El pasado 21 de enero, aniversario de la decapitación de Luis XVI, se dio una estampa, quizás anecdótica pero ilustrativa de la complejidad francesa y del peso de la historia. En la catedral de Saint-Denis –hoy un suburbio popular al norte de París–, donde yacen sus restos, se celebró la tradicional misa por el alma del monarca guillotinado, a la que asistió un grupo de nostálgicos de la monarquía. El oficiante alabó la catolicidad del rey y “su deseo de realizar el bien”. A escasos metros del templo, en el vestíbulo del Ayuntamiento –controlado por los comunistas desde hace más de 70 años– una urna de cartón contenía las quejas de los vecinos. El propio alcalde, Laurent Russier animaba en un folleto a luchar contra  “la desconexión y la arrogancia del poder” y “el aumento vertiginoso de las desigualdades después de medio siglo de políticas neoliberales”. “Las respuestas aportadas por Emmanuel Macron son una cortina de humo que no aporta ninguna respuesta a la crisis”, sentenciaba Russier.

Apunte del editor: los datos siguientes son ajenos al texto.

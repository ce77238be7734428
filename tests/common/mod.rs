//! Common test utilities and fixtures
//!
//! Shared by the integration test binaries; each binary uses a subset.
#![allow(dead_code)]

use async_trait::async_trait;
use rust_decimal::Decimal;
use rust_decimal_macros::dec;
use std::collections::HashMap;
use std::sync::Mutex;

use predict_order_notifier::common::errors::{DispatchError, NotifierError, Result};
use predict_order_notifier::common::traits::{NotificationTransport, OrderSource, PredictionModel};
use predict_order_notifier::common::types::{NotificationPayload, Order, OrderStatus, Side};
use predict_order_notifier::engine::thresholds::{ThresholdBand, ThresholdTable};

/// An open buy order resting just below the market
pub fn sample_order(id: &str) -> Order {
    Order {
        id: id.to_string(),
        market_id: 7,
        market_title: Some("Will it rain tomorrow?".to_string()),
        side: Side::Buy,
        limit_price: Some(dec!(0.45)),
        size: dec!(100),
        size_filled: dec!(25),
        market_price: Some(dec!(0.46)),
        status: OrderStatus::Open,
    }
}

/// A rendered payload ready for a transport
pub fn sample_payload(order_id: &str) -> NotificationPayload {
    NotificationPayload {
        order_id: order_id.to_string(),
        classification: "critical".to_string(),
        text: "<b>Order Alert</b>".to_string(),
    }
}

/// Two bands: scores below 0.5 are quiet, the rest notify
pub fn two_band_table() -> ThresholdTable {
    ThresholdTable::new(vec![
        ThresholdBand::new(dec!(0.0), dec!(0.5), "normal", false),
        ThresholdBand::new(dec!(0.5), dec!(1.0), "critical", true),
    ])
    .unwrap()
}

/// The default three-band layout used by most pipeline tests
pub fn three_band_table() -> ThresholdTable {
    ThresholdTable::new(vec![
        ThresholdBand::new(dec!(0.0), dec!(0.5), "normal", false),
        ThresholdBand::new(dec!(0.5), dec!(0.9), "at-risk", true),
        ThresholdBand::new(dec!(0.9), dec!(1.0), "critical", true),
    ])
    .unwrap()
}

/// Order source returning a fixed batch on every fetch
pub struct StaticOrderSource {
    pub orders: Vec<Order>,
}

#[async_trait]
impl OrderSource for StaticOrderSource {
    async fn fetch_open_orders(&self) -> Result<Vec<Order>> {
        Ok(self.orders.clone())
    }
}

/// Model returning a scripted score per order id
///
/// Orders without a scripted score fail with a model invocation error,
/// which the pipeline counts and skips.
pub struct ScriptedModel {
    scores: HashMap<String, Decimal>,
}

impl ScriptedModel {
    pub fn new(scores: &[(&str, Decimal)]) -> Self {
        Self {
            scores: scores
                .iter()
                .map(|(id, score)| (id.to_string(), *score))
                .collect(),
        }
    }
}

#[async_trait]
impl PredictionModel for ScriptedModel {
    async fn score(&self, order: &Order) -> Result<Decimal> {
        self.scores
            .get(&order.id)
            .copied()
            .ok_or_else(|| NotifierError::ModelInvocation {
                order_id: order.id.clone(),
                message: "no scripted score".to_string(),
            })
    }
}

/// Transport that accepts everything and records what it saw
#[derive(Default)]
pub struct RecordingTransport {
    sent: Mutex<Vec<NotificationPayload>>,
}

impl RecordingTransport {
    pub fn new() -> Self {
        Self::default()
    }

    pub fn sent(&self) -> Vec<NotificationPayload> {
        self.sent.lock().unwrap().clone()
    }
}

#[async_trait]
impl NotificationTransport for RecordingTransport {
    async fn send(&self, payload: &NotificationPayload) -> std::result::Result<(), DispatchError> {
        self.sent.lock().unwrap().push(payload.clone());
        Ok(())
    }
}

/// Transport rejecting every payload with a permanent failure
pub struct RejectingTransport;

#[async_trait]
impl NotificationTransport for RejectingTransport {
    async fn send(&self, _payload: &NotificationPayload) -> std::result::Result<(), DispatchError> {
        Err(DispatchError::permanent("chat not found"))
    }
}

/// Canned predict.fun API bodies for mock-server tests
pub mod api_responses {
    /// `GET /v1/orders`: two resting limit orders plus one market order
    ///
    /// Order `0xaaa` is a buy on market 7 at 0.45 (25 of 100 filled);
    /// order `0xbbb` is a sell on market 9 at 0.60.
    pub const OPEN_ORDERS: &str = r#"{
        "success": true,
        "data": [
            {
                "order": {
                    "hash": "0xaaa",
                    "side": 0,
                    "makerAmount": "45000000000000000000",
                    "takerAmount": "100000000000000000000"
                },
                "marketId": 7,
                "amount": "100000000000000000000",
                "amountFilled": "25000000000000000000",
                "strategy": "LIMIT"
            },
            {
                "order": {
                    "hash": "0xccc",
                    "side": 0,
                    "makerAmount": "10000000000000000000",
                    "takerAmount": "20000000000000000000"
                },
                "marketId": 7,
                "amount": "20000000000000000000",
                "amountFilled": "0",
                "strategy": "MARKET"
            },
            {
                "order": {
                    "hash": "0xbbb",
                    "side": 1,
                    "makerAmount": "50000000000000000000",
                    "takerAmount": "30000000000000000000"
                },
                "marketId": 9,
                "amount": "50000000000000000000",
                "amountFilled": "0",
                "strategy": "LIMIT"
            }
        ]
    }"#;

    /// `GET /v1/markets/7`: a titled market
    pub const MARKET_7: &str = r#"{
        "success": true,
        "data": { "title": "Will it rain tomorrow?" }
    }"#;

    /// `GET /v1/markets/9`: no title, forcing the readable fallback
    pub const MARKET_9: &str = r#"{
        "success": true,
        "data": {}
    }"#;

    /// `GET /v1/markets/7/orderbook`: best ask 0.46
    pub const ORDERBOOK_7: &str = r#"{
        "success": true,
        "data": {
            "bids": [["440000000000000000", "10000000000000000000"]],
            "asks": [["460000000000000000", "8000000000000000000"]]
        }
    }"#;

    /// `GET /v1/markets/9/orderbook`: best bid 0.55
    pub const ORDERBOOK_9: &str = r#"{
        "success": true,
        "data": {
            "bids": [["550000000000000000", "4000000000000000000"]],
            "asks": [["620000000000000000", "6000000000000000000"]]
        }
    }"#;

    /// `GET /v1/orders/matches`: one settled fill plus one still settling
    ///
    /// The second entry has no transaction hash yet and is skipped until a
    /// later poll returns it complete.
    pub const ORDER_MATCHES: &str = r#"{
        "success": true,
        "data": [
            {
                "transactionHash": "0xtx1",
                "amountFilled": "25000000000000000000",
                "priceExecuted": "450000000000000000",
                "executedAt": "2026-08-26T10:00:00Z",
                "market": { "title": "Will it rain tomorrow?" },
                "taker": { "outcome": { "name": "Yes" }, "quoteType": "Bid" }
            },
            {
                "amountFilled": "5000000000000000000",
                "market": { "title": "Will it rain tomorrow?" }
            }
        ]
    }"#;

    /// An envelope reporting failure without a data payload
    pub const FAILED_ENVELOPE: &str = r#"{ "success": false }"#;
}

#[cfg(test)]
mod tests {
    use super::*;
    use predict_order_notifier::predict::messages::{ApiEnvelope, OpenOrderEntry};

    #[test]
    fn test_sample_order_has_open_size() {
        let order = sample_order("0x1");
        assert_eq!(order.size_remaining(), dec!(75));
    }

    #[test]
    fn test_two_band_table_splits_at_half() {
        let table = two_band_table();
        assert_eq!(table.classify(dec!(0.1)).unwrap().label, "normal");
        assert_eq!(table.classify(dec!(0.95)).unwrap().label, "critical");
    }

    #[test]
    fn test_open_orders_fixture_parses() {
        let envelope: ApiEnvelope<Vec<OpenOrderEntry>> =
            serde_json::from_str(api_responses::OPEN_ORDERS).unwrap();
        let entries = envelope.data.unwrap();

        assert_eq!(entries.len(), 3);
        assert_eq!(entries.iter().filter(|e| e.is_limit()).count(), 2);
        assert_eq!(entries[0].limit_price(), Some(dec!(0.45)));
    }
}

Al salir de la ceremonia en la catedral –protegido porían soldados del dispositivo antiterrorista, metralleta en mano–, Jean-Paul, pensionista, comentó que “el estado de espíritu es el mismo que a finales del siglo XVIII”. “La gente vive mal por culpa de otros y explota –dijo–. Hay quien no tiene para comer. Es lo que provocó la revolución. Esperemos que ahora se frene. Pero mire (y gira la vista hacia los soldados), entonces, al menos, no había amenaza terrorista. Sí, hay un clima prerrevolucionario. No es fácil de gestionar”.